1-Bromopropane has been newly introduced as an alternative to ozone layer-depleting solvents. We aimed to clarify the dose-dependent effects of 1-bromopropane on the nervous system. Forty-four Wistar male rats were randomly divided into 4 groups of 11 each. The groups were exposed to 200, 400, or 800 ppm of 1-bromopropane or only fresh air 8 h per day for 12 weeks. Grip strength of forelimbs and hind limbs, maximum motor nerve conduction velocity (MCV), and distal latency (DL) of the tail nerve were measured in 9 rats of each group every 4 weeks.
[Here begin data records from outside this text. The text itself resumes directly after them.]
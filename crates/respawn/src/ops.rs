//! Operating system primitives used by the launcher and the probe.

use std::env;
use std::ffi::OsString;
use std::fs::File;
use std::io::{self, Write};
use std::os::fd::AsRawFd;
use std::os::unix::process::CommandExt;
use std::process::Command;

use nix::errno::Errno;
use nix::sys::signal::{Signal, kill};
use nix::unistd::{Pid, dup2, setsid};

/// Command line and environment for a spawned daemon.
#[derive(Debug, Clone, PartialEq, Eq)]
pub struct SpawnRequest {
    /// Program resolved through `PATH` when not absolute.
    pub program: OsString,
    /// Full argument vector, including `argv[0]`.
    pub argv: Vec<OsString>,
    /// Complete environment of the child; nothing else is inherited.
    pub env: Vec<(OsString, OsString)>,
}

/// Standard stream replaced while detaching.
#[derive(Debug, Clone, Copy, PartialEq, Eq)]
pub enum StdStream {
    /// File descriptor 1.
    Stdout,
    /// File descriptor 2.
    Stderr,
}

/// Abstraction over the process-level primitives the launcher relies on.
pub trait ProcessOps {
    /// Pid of the current process.
    fn pid(&self) -> u32;

    /// Reads one environment entry of the current process.
    fn var_os(&self, key: &str) -> Option<OsString>;

    /// Snapshot of the current process environment.
    fn vars_os(&self) -> Vec<(OsString, OsString)>;

    /// Starts a new process and returns its pid without waiting for it.
    fn spawn(&self, request: &SpawnRequest) -> io::Result<u32>;

    /// Starts a new session, detaching from the controlling terminal.
    fn create_session(&self) -> Result<(), Errno>;

    /// Installs `file` in place of `stream`.
    ///
    /// The previous descriptor is released only by the replacement itself,
    /// so the stream always has a sink.
    fn redirect(&self, stream: StdStream, file: &File) -> io::Result<()>;

    /// Delivers `signal` to `pid`; `None` only probes for existence.
    fn signal(&self, pid: u32, signal: Option<Signal>) -> Result<(), Errno>;
}

impl<T: ProcessOps + ?Sized> ProcessOps for &T {
    fn pid(&self) -> u32 {
        (**self).pid()
    }

    fn var_os(&self, key: &str) -> Option<OsString> {
        (**self).var_os(key)
    }

    fn vars_os(&self) -> Vec<(OsString, OsString)> {
        (**self).vars_os()
    }

    fn spawn(&self, request: &SpawnRequest) -> io::Result<u32> {
        (**self).spawn(request)
    }

    fn create_session(&self) -> Result<(), Errno> {
        (**self).create_session()
    }

    fn redirect(&self, stream: StdStream, file: &File) -> io::Result<()> {
        (**self).redirect(stream, file)
    }

    fn signal(&self, pid: u32, signal: Option<Signal>) -> Result<(), Errno> {
        (**self).signal(pid, signal)
    }
}

/// [`ProcessOps`] backed by the real operating system.
#[derive(Debug, Default, Clone, Copy)]
pub struct SystemProcessOps;

impl SystemProcessOps {
    /// Builds the system-backed primitives.
    #[must_use]
    pub const fn new() -> Self {
        Self
    }
}

impl ProcessOps for SystemProcessOps {
    fn pid(&self) -> u32 {
        std::process::id()
    }

    fn var_os(&self, key: &str) -> Option<OsString> {
        env::var_os(key)
    }

    fn vars_os(&self) -> Vec<(OsString, OsString)> {
        env::vars_os().collect()
    }

    fn spawn(&self, request: &SpawnRequest) -> io::Result<u32> {
        let mut command = Command::new(&request.program);
        if let Some((first, rest)) = request.argv.split_first() {
            command.arg0(first).args(rest);
        }
        command.env_clear().envs(request.env.iter().cloned());
        // The caller exits straight after a successful spawn; the detached
        // child is reparented and reaped by init.
        let child = command.spawn()?;
        Ok(child.id())
    }

    fn create_session(&self) -> Result<(), Errno> {
        setsid().map(|_| ())
    }

    fn redirect(&self, stream: StdStream, file: &File) -> io::Result<()> {
        let target = match stream {
            StdStream::Stdout => {
                io::stdout().flush()?;
                io::stdout().as_raw_fd()
            }
            StdStream::Stderr => {
                io::stderr().flush()?;
                io::stderr().as_raw_fd()
            }
        };
        dup2(file.as_raw_fd(), target)?;
        Ok(())
    }

    fn signal(&self, pid: u32, signal: Option<Signal>) -> Result<(), Errno> {
        let raw = i32::try_from(pid).map_err(|_| Errno::EINVAL)?;
        kill(Pid::from_raw(raw), signal)
    }
}
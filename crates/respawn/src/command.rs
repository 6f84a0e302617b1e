//! `start|stop|status` front end over the launcher and the probe.

use respawn_config::DaemonConfig;
use serde::{Deserialize, Serialize};
use strum::{Display, EnumString};
use thiserror::Error;

use crate::launcher::{LaunchError, daemonize};
use crate::probe::{ProbeError, ProbeReport, status_report, stop_report};

/// Lifecycle commands understood by [`execute`].
#[derive(
    Debug, Clone, Copy, PartialEq, Eq, Hash, Deserialize, Serialize, EnumString, Display,
)]
#[serde(rename_all = "snake_case")]
#[strum(serialize_all = "snake_case", ascii_case_insensitive)]
pub enum DaemonCommand {
    /// Relaunch as a detached daemon.
    Start,
    /// Signal the recorded daemon to terminate.
    Stop,
    /// Report whether the recorded daemon is alive.
    Status,
}

/// Result of a lifecycle command.
#[derive(Debug)]
pub enum CommandOutcome {
    /// Running as the detached daemon with the given pid.
    Daemon(u32),
    /// The command finished; exit with the report's code.
    Exit(ProbeReport),
}

/// Errors raised by [`execute`].
#[derive(Debug, Error)]
pub enum CommandError {
    /// Relaunching failed.
    #[error(transparent)]
    Launch(#[from] LaunchError),
    /// Probing failed.
    #[error(transparent)]
    Probe(#[from] ProbeError),
}

/// Runs `command` against `config`.
///
/// `Start` does not return in the original caller, which exits once the
/// daemon is spawned; the detached instance receives
/// [`CommandOutcome::Daemon`] and carries on with the program's work.
pub fn execute(
    command: DaemonCommand,
    config: &DaemonConfig,
) -> Result<CommandOutcome, CommandError> {
    match command {
        DaemonCommand::Start => Ok(CommandOutcome::Daemon(daemonize(config)?)),
        DaemonCommand::Stop => Ok(CommandOutcome::Exit(stop_report(config)?)),
        DaemonCommand::Status => Ok(CommandOutcome::Exit(status_report(config)?)),
    }
}

#[cfg(test)]
mod tests {
    use super::*;
    use std::fs;
    use std::str::FromStr;

    use crate::status::DaemonStatusCode;

    use rstest::rstest;
    use tempfile::TempDir;

    #[rstest]
    #[case("start", DaemonCommand::Start)]
    #[case("STOP", DaemonCommand::Stop)]
    #[case("Status", DaemonCommand::Status)]
    fn parses_command_names(#[case] text: &str, #[case] expected: DaemonCommand) {
        assert_eq!(DaemonCommand::from_str(text).expect("parse"), expected);
    }

    #[test]
    fn unknown_command_is_rejected() {
        assert!(DaemonCommand::from_str("restart").is_err());
    }

    #[rstest]
    #[case(DaemonCommand::Status, DaemonStatusCode::NotRunning)]
    #[case(DaemonCommand::Stop, DaemonStatusCode::StopNotRunning)]
    fn probe_commands_exit_with_lsb_code(
        #[case] command: DaemonCommand,
        #[case] expected: DaemonStatusCode,
    ) {
        let dir = TempDir::new().expect("temp dir");
        let config = DaemonConfig::new().with_pid_file(dir.path().join("absent.pid"));
        match execute(command, &config).expect("execute") {
            CommandOutcome::Exit(report) => {
                assert_eq!(report.code(), expected);
                assert!(report.diagnostic().is_none());
            }
            other @ CommandOutcome::Daemon(_) => panic!("expected an exit code, got {other:?}"),
        }
    }

    #[test]
    fn corrupt_pid_file_surfaces_its_diagnostic() {
        let dir = TempDir::new().expect("temp dir");
        let path = dir.path().join("d.pid");
        fs::write(&path, "not a pid").expect("seed pid file");
        let config = DaemonConfig::new().with_pid_file(&path);
        match execute(DaemonCommand::Status, &config).expect("execute") {
            CommandOutcome::Exit(report) => {
                assert_eq!(report.code(), DaemonStatusCode::Unknown);
                let message = report.diagnostic().expect("diagnostic").to_string();
                assert!(message.contains("not a pid"), "{message}");
            }
            other @ CommandOutcome::Daemon(_) => panic!("expected an exit code, got {other:?}"),
        }
    }

    #[test]
    fn probe_commands_require_a_pid_file() {
        let error = execute(DaemonCommand::Status, &DaemonConfig::new()).expect_err("no pid file");
        assert!(matches!(error, CommandError::Probe(_)));
    }
}
//! Blocks the daemon instance until it is asked to terminate.

use std::io;

use signal_hook::consts::signal::{SIGHUP, SIGINT, SIGQUIT, SIGTERM};
use signal_hook::iterator::Signals;
use thiserror::Error;
use tracing::info;

use crate::CLI_TARGET;

/// Signals that end the daemon's idle loop.
pub(crate) const TERMINATION_SIGNALS: [i32; 4] = [SIGTERM, SIGINT, SIGQUIT, SIGHUP];

/// Waits for the daemon to be told to stop.
pub(crate) trait ShutdownSignal {
    /// Blocks until shutdown should proceed and returns the signal number.
    fn wait(&mut self) -> Result<i32, ShutdownError>;
}

/// Errors reported while waiting for shutdown.
#[derive(Debug, Error)]
pub(crate) enum ShutdownError {
    #[error("failed to install signal handlers: {source}")]
    Install {
        #[source]
        source: io::Error,
    },
    #[error("signal iterator closed before a termination signal arrived")]
    Closed,
}

/// Waits on the process's real termination signals.
///
/// Handlers are registered by [`SystemShutdownSignal::install`], so a signal
/// arriving between installation and [`ShutdownSignal::wait`] is queued
/// rather than taking its default action.
pub(crate) struct SystemShutdownSignal {
    signals: Signals,
}

impl SystemShutdownSignal {
    pub(crate) fn install() -> Result<Self, ShutdownError> {
        let signals = Signals::new(TERMINATION_SIGNALS)
            .map_err(|source| ShutdownError::Install { source })?;
        Ok(Self { signals })
    }
}

impl ShutdownSignal for SystemShutdownSignal {
    fn wait(&mut self) -> Result<i32, ShutdownError> {
        let signal = self
            .signals
            .forever()
            .next()
            .ok_or(ShutdownError::Closed)?;
        info!(target: CLI_TARGET, signal, "termination signal received");
        Ok(signal)
    }
}
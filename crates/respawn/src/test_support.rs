//! Recording [`ProcessOps`] fake shared by unit tests.

use std::cell::RefCell;
use std::ffi::OsString;
use std::fs::File;
use std::io::{self, Write};

use nix::errno::Errno;
use nix::sys::signal::Signal;

use crate::ops::{ProcessOps, SpawnRequest, StdStream};
use crate::sentinel::{SENTINEL_KEY, SENTINEL_MARKER};

/// Marker written into every redirected sink.
pub(crate) const REDIRECT_MARKER: &str = "redirected\n";

/// Process primitive observed by [`RecordingOps`].
#[derive(Debug, Clone, PartialEq, Eq)]
pub(crate) enum Call {
    Spawn(SpawnRequest),
    CreateSession,
    Redirect(StdStream),
    Signal(u32, Option<Signal>),
}

/// Fake primitives that record every call and answer from canned results.
#[derive(Debug)]
pub(crate) struct RecordingOps {
    pid: u32,
    env: Vec<(OsString, OsString)>,
    spawn_result: Result<u32, io::ErrorKind>,
    session_result: Result<(), Errno>,
    signal_result: Result<(), Errno>,
    calls: RefCell<Vec<Call>>,
}

impl RecordingOps {
    pub(crate) fn new(pid: u32) -> Self {
        Self {
            pid,
            env: Vec::new(),
            spawn_result: Ok(pid.wrapping_add(1)),
            session_result: Ok(()),
            signal_result: Ok(()),
            calls: RefCell::new(Vec::new()),
        }
    }

    pub(crate) fn with_env(mut self, key: &str, value: &str) -> Self {
        self.env.push((key.into(), value.into()));
        self
    }

    pub(crate) fn relaunched(self) -> Self {
        self.with_env(SENTINEL_KEY, SENTINEL_MARKER)
    }

    pub(crate) fn spawning(mut self, result: Result<u32, io::ErrorKind>) -> Self {
        self.spawn_result = result;
        self
    }

    pub(crate) fn session(mut self, result: Result<(), Errno>) -> Self {
        self.session_result = result;
        self
    }

    pub(crate) fn signalling(mut self, result: Result<(), Errno>) -> Self {
        self.signal_result = result;
        self
    }

    pub(crate) fn calls(&self) -> Vec<Call> {
        self.calls.borrow().clone()
    }

    pub(crate) fn spawned(&self) -> Vec<SpawnRequest> {
        self.calls
            .borrow()
            .iter()
            .filter_map(|call| match call {
                Call::Spawn(request) => Some(request.clone()),
                _ => None,
            })
            .collect()
    }

    fn record(&self, call: Call) {
        self.calls.borrow_mut().push(call);
    }
}

impl ProcessOps for RecordingOps {
    fn pid(&self) -> u32 {
        self.pid
    }

    fn var_os(&self, key: &str) -> Option<OsString> {
        self.env
            .iter()
            .rev()
            .find(|(name, _)| name == key)
            .map(|(_, value)| value.clone())
    }

    fn vars_os(&self) -> Vec<(OsString, OsString)> {
        self.env.clone()
    }

    fn spawn(&self, request: &SpawnRequest) -> io::Result<u32> {
        self.record(Call::Spawn(request.clone()));
        self.spawn_result.map_err(io::Error::from)
    }

    fn create_session(&self) -> Result<(), Errno> {
        self.record(Call::CreateSession);
        self.session_result
    }

    fn redirect(&self, stream: StdStream, file: &File) -> io::Result<()> {
        self.record(Call::Redirect(stream));
        let mut sink = file;
        sink.write_all(REDIRECT_MARKER.as_bytes())
    }

    fn signal(&self, pid: u32, signal: Option<Signal>) -> Result<(), Errno> {
        self.record(Call::Signal(pid, signal));
        self.signal_result
    }
}
//! macOS `KERN_PROCARGS2` command line source.
//!
//! The kernel returns one buffer laid out as:
//!
//! ```text
//! argc: i32 (native endian)
//! exec_path\0
//! \0\0...            padding up to the first argument
//! arg0\0 arg1\0 ...  exactly argc strings
//! environment...     ignored
//! ```
//!
//! [`parse_procargs`] decodes that layout and is platform independent so it
//! can be exercised against captured buffers anywhere.

use std::ffi::{OsStr, OsString};
use std::os::unix::ffi::OsStrExt;

use super::ArgvError;

/// Queries the kernel for the command line of `pid`.
#[cfg(target_os = "macos")]
pub fn query(pid: u32) -> Result<Vec<OsString>, ArgvError> {
    use std::io;
    use std::ptr;

    let raw_pid = libc::c_int::try_from(pid).map_err(|_| ArgvError::MalformedProcArgs {
        reason: "pid does not fit a C int",
    })?;
    let mut mib = [libc::CTL_KERN, libc::KERN_PROCARGS2, raw_pid];
    let mut size: libc::size_t = 0;

    // SAFETY: a null output buffer asks the kernel for the required size only.
    let probe_status = unsafe {
        libc::sysctl(
            mib.as_mut_ptr(),
            3,
            ptr::null_mut(),
            &raw mut size,
            ptr::null_mut(),
            0,
        )
    };
    if probe_status != 0 {
        return Err(ArgvError::Sysctl {
            source: io::Error::last_os_error(),
        });
    }

    let mut buffer = vec![0_u8; size];
    // SAFETY: `buffer` holds `size` writable bytes and `size` is updated to
    // the length the kernel actually wrote.
    let fill_status = unsafe {
        libc::sysctl(
            mib.as_mut_ptr(),
            3,
            buffer.as_mut_ptr().cast(),
            &raw mut size,
            ptr::null_mut(),
            0,
        )
    };
    if fill_status != 0 {
        return Err(ArgvError::Sysctl {
            source: io::Error::last_os_error(),
        });
    }
    buffer.truncate(size);
    parse_procargs(&buffer)
}

/// Queries the kernel for the command line of `pid`.
#[cfg(not(target_os = "macos"))]
pub fn query(_pid: u32) -> Result<Vec<OsString>, ArgvError> {
    Err(ArgvError::UnsupportedPlatform {
        os: std::env::consts::OS,
    })
}

/// Decodes a `KERN_PROCARGS2` buffer into argument tokens.
pub fn parse_procargs(buffer: &[u8]) -> Result<Vec<OsString>, ArgvError> {
    let (count_bytes, rest) =
        buffer
            .split_first_chunk::<4>()
            .ok_or(ArgvError::MalformedProcArgs {
                reason: "buffer shorter than the argument count",
            })?;
    #[expect(
        clippy::host_endian_bytes,
        reason = "the kernel writes argc in host byte order"
    )]
    let raw_count = i32::from_ne_bytes(*count_bytes);
    let argc = usize::try_from(raw_count).map_err(|_| ArgvError::MalformedProcArgs {
        reason: "negative argument count",
    })?;

    let path_end = rest
        .iter()
        .position(|byte| *byte == 0)
        .ok_or(ArgvError::MalformedProcArgs {
            reason: "unterminated executable path",
        })?;
    let after_path = rest.get(path_end..).unwrap_or_default();
    let args_start = after_path
        .iter()
        .position(|byte| *byte != 0)
        .unwrap_or(after_path.len());
    let mut cursor = after_path.get(args_start..).unwrap_or_default();

    let mut argv = Vec::with_capacity(argc);
    for _ in 0..argc {
        let end = cursor
            .iter()
            .position(|byte| *byte == 0)
            .ok_or(ArgvError::MalformedProcArgs {
                reason: "fewer arguments than the declared count",
            })?;
        let token = cursor.get(..end).unwrap_or_default();
        argv.push(OsStr::from_bytes(token).to_os_string());
        cursor = cursor.get(end + 1..).unwrap_or_default();
    }
    Ok(argv)
}

#[cfg(test)]
mod tests {
    use super::*;
    use rstest::rstest;

    #[expect(
        clippy::host_endian_bytes,
        reason = "fixtures mirror the kernel's host byte order"
    )]
    fn buffer(argc: i32, body: &[u8]) -> Vec<u8> {
        let mut bytes = argc.to_ne_bytes().to_vec();
        bytes.extend_from_slice(body);
        bytes
    }

    fn tokens(values: &[&str]) -> Vec<OsString> {
        values.iter().map(OsString::from).collect()
    }

    #[test]
    fn skips_padding_before_first_argument() {
        let blob = buffer(
            3,
            b"/Applications/App.app/Contents/MacOS/app\0\0\0\0app\0--serve\0with space\0HOME=/Users/me\0",
        );
        assert_eq!(
            parse_procargs(&blob).expect("parse"),
            tokens(&["app", "--serve", "with space"])
        );
    }

    #[test]
    fn ignores_environment_after_declared_arguments() {
        let blob = buffer(1, b"/bin/app\0/bin/app\0PATH=/bin\0");
        assert_eq!(parse_procargs(&blob).expect("parse"), tokens(&["/bin/app"]));
    }

    #[test]
    fn zero_arguments_yield_empty_list() {
        let blob = buffer(0, b"/bin/app\0\0\0");
        assert!(parse_procargs(&blob).expect("parse").is_empty());
    }

    #[rstest]
    #[case::short_count(vec![1, 0])]
    #[case::negative_count(buffer(-1, b"/bin/app\0app\0"))]
    #[case::unterminated_path(buffer(1, b"/bin/app"))]
    #[case::missing_arguments(buffer(3, b"/bin/app\0\0app\0only-two\0"))]
    fn rejects_malformed_buffers(#[case] blob: Vec<u8>) {
        let error = parse_procargs(&blob).expect_err("malformed buffer");
        assert!(matches!(error, ArgvError::MalformedProcArgs { .. }));
    }

    #[cfg(target_os = "macos")]
    #[test]
    fn own_command_line_matches_args_os() {
        let argv = query(std::process::id()).expect("sysctl");
        let expected: Vec<OsString> = std::env::args_os().collect();
        assert_eq!(argv, expected);
    }
}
The other 2 rats of each group were perfused at the end of the experiment for morphological examinations. The rats of the 800-ppm group showed poor kicking and were not able to stand still on the slope. After a 12-week exposure, forelimb grip strength decreased significantly at 800 ppm and hind limb grip strength decreased significantly at both 400 and 800 ppm or after a 12-week exposure. MCV and DL of the tail nerve deteriorated significantly at 800 ppm. Ovoid or bubble-like debris of myelin sheaths was prominent in the unraveled muscular branch of the posterior tibial nerve in the 800-ppm group. Swelling of preterminal axons in the gracile nucleus increased in a dose-dependent manner. Plasma creatine phosphokinase (CPK) decreased dose-dependently with significant changes at 400 and 800 ppm. 1-Bromopropane induced weakness in the muscle strength of rat limbs and deterioration of MCV and DL in a dose-dependent manner, with morphological changes in peripheral nerve and preterminal axon in the gracile nucleus. 1-Bromopropane may be seriously neurotoxic to humans and should thus be used carefully in the workplace.